▶ [ASSIGNMENT]:
Write out the stretch of lines below that begins at the line with "# Structured Logging" and ends at the line with "($role:expr, $worker_id:expr, $($field:tt)*)", including both, exactly as given and nothing more.

Stored data entries:
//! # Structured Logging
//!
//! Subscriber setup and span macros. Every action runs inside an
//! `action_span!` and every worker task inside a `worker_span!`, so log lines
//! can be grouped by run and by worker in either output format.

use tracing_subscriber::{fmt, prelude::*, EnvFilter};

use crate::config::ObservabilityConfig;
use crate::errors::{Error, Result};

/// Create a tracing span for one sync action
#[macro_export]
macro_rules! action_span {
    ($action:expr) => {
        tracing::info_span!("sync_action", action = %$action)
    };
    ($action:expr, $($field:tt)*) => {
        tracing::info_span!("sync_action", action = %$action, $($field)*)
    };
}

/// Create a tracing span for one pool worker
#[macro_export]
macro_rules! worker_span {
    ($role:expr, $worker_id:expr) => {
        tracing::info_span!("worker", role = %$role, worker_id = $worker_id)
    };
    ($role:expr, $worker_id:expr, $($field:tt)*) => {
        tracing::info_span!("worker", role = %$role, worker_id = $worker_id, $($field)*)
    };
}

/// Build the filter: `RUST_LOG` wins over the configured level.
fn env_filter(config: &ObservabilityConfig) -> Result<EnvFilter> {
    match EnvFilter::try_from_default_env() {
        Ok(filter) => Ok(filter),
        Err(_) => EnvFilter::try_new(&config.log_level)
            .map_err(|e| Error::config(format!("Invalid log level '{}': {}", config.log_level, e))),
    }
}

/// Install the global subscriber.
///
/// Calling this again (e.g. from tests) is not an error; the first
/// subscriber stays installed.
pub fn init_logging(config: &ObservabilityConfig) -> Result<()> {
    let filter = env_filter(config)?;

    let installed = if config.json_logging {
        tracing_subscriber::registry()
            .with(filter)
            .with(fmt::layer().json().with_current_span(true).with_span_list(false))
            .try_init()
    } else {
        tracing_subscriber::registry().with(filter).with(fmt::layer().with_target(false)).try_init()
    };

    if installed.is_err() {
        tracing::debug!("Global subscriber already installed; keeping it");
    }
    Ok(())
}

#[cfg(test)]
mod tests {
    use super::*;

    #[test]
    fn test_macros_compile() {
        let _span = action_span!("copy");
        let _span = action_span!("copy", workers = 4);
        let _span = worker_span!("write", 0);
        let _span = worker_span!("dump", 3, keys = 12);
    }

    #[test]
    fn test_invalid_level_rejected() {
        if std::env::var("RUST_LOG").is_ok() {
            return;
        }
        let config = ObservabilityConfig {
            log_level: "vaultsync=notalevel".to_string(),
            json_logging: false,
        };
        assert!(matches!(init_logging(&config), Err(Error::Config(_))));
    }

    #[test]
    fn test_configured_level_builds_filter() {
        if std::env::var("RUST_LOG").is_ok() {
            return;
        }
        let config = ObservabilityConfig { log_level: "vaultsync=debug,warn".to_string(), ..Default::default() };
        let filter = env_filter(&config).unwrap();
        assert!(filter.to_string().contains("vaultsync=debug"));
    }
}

---

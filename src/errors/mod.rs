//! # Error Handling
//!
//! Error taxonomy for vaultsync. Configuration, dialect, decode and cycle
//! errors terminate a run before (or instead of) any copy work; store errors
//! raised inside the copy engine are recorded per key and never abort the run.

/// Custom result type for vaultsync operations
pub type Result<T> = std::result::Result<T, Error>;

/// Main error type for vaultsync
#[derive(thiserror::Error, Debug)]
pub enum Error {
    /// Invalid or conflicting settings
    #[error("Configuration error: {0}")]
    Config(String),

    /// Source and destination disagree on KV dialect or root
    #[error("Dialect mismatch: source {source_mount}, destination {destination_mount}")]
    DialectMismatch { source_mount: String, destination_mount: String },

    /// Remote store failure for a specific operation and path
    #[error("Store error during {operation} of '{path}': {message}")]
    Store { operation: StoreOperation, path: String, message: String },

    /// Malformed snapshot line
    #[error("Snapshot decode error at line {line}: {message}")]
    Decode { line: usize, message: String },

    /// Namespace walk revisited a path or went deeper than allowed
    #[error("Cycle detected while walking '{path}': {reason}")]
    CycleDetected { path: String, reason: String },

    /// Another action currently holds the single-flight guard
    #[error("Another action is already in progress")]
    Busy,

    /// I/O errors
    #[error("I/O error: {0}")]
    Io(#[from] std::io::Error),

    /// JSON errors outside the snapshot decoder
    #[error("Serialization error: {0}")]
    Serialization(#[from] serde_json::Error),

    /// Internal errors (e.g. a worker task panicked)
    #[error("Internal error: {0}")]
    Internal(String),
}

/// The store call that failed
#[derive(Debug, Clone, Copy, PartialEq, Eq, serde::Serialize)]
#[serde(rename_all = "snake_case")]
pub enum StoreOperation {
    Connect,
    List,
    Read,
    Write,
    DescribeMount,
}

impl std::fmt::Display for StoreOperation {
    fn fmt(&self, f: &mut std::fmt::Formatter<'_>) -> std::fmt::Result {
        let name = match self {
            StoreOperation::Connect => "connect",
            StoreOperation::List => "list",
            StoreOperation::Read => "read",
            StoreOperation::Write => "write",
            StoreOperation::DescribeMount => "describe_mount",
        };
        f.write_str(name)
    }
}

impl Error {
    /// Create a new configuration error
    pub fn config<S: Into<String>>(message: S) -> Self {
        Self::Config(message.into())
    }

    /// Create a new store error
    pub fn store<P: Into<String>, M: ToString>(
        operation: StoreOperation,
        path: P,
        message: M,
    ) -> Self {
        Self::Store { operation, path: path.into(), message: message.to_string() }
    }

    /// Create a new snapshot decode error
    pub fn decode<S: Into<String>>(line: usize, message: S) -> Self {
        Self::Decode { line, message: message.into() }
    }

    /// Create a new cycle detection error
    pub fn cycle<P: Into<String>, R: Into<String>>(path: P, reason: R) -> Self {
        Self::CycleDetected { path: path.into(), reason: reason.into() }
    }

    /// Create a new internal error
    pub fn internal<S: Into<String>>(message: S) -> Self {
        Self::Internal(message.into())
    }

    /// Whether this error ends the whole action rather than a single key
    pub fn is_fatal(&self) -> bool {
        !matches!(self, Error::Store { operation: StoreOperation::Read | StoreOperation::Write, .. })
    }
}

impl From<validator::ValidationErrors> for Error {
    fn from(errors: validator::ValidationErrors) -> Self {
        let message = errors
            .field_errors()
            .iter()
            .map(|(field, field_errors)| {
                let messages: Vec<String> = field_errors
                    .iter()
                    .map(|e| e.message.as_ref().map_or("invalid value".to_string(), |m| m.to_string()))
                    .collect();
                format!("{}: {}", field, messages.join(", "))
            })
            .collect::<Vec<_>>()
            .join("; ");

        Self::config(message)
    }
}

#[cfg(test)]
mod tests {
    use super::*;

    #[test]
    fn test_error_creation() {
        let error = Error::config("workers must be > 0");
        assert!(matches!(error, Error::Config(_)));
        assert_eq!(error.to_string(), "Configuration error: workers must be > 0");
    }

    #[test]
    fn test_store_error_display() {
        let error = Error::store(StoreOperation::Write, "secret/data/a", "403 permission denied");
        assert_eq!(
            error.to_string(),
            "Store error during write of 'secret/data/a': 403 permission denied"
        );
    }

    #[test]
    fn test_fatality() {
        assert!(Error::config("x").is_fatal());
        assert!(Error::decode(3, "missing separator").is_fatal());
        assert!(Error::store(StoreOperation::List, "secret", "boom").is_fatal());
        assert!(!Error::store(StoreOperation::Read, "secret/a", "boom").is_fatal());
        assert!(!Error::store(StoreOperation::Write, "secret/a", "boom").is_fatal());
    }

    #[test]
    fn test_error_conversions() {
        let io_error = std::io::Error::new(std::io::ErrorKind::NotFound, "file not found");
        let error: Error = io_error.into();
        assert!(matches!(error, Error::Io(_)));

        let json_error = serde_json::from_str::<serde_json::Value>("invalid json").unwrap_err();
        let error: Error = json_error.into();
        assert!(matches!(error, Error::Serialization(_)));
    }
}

▶ [RESPONSE]:
//! # Structured Logging
//!
//! Subscriber setup and span macros. Every action runs inside an
//! `action_span!` and every worker task inside a `worker_span!`, so log lines
//! can be grouped by run and by worker in either output format.

use tracing_subscriber::{fmt, prelude::*, EnvFilter};

use crate::config::ObservabilityConfig;
use crate::errors::{Error, Result};

/// Create a tracing span for one sync action
#[macro_export]
macro_rules! action_span {
    ($action:expr) => {
        tracing::info_span!("sync_action", action = %$action)
    };
    ($action:expr, $($field:tt)*) => {
        tracing::info_span!("sync_action", action = %$action, $($field)*)
    };
}

/// Create a tracing span for one pool worker
#[macro_export]
macro_rules! worker_span {
    ($role:expr, $worker_id:expr) => {
        tracing::info_span!("worker", role = %$role, worker_id = $worker_id)
    };
    ($role:expr, $worker_id:expr, $($field:tt)*) => {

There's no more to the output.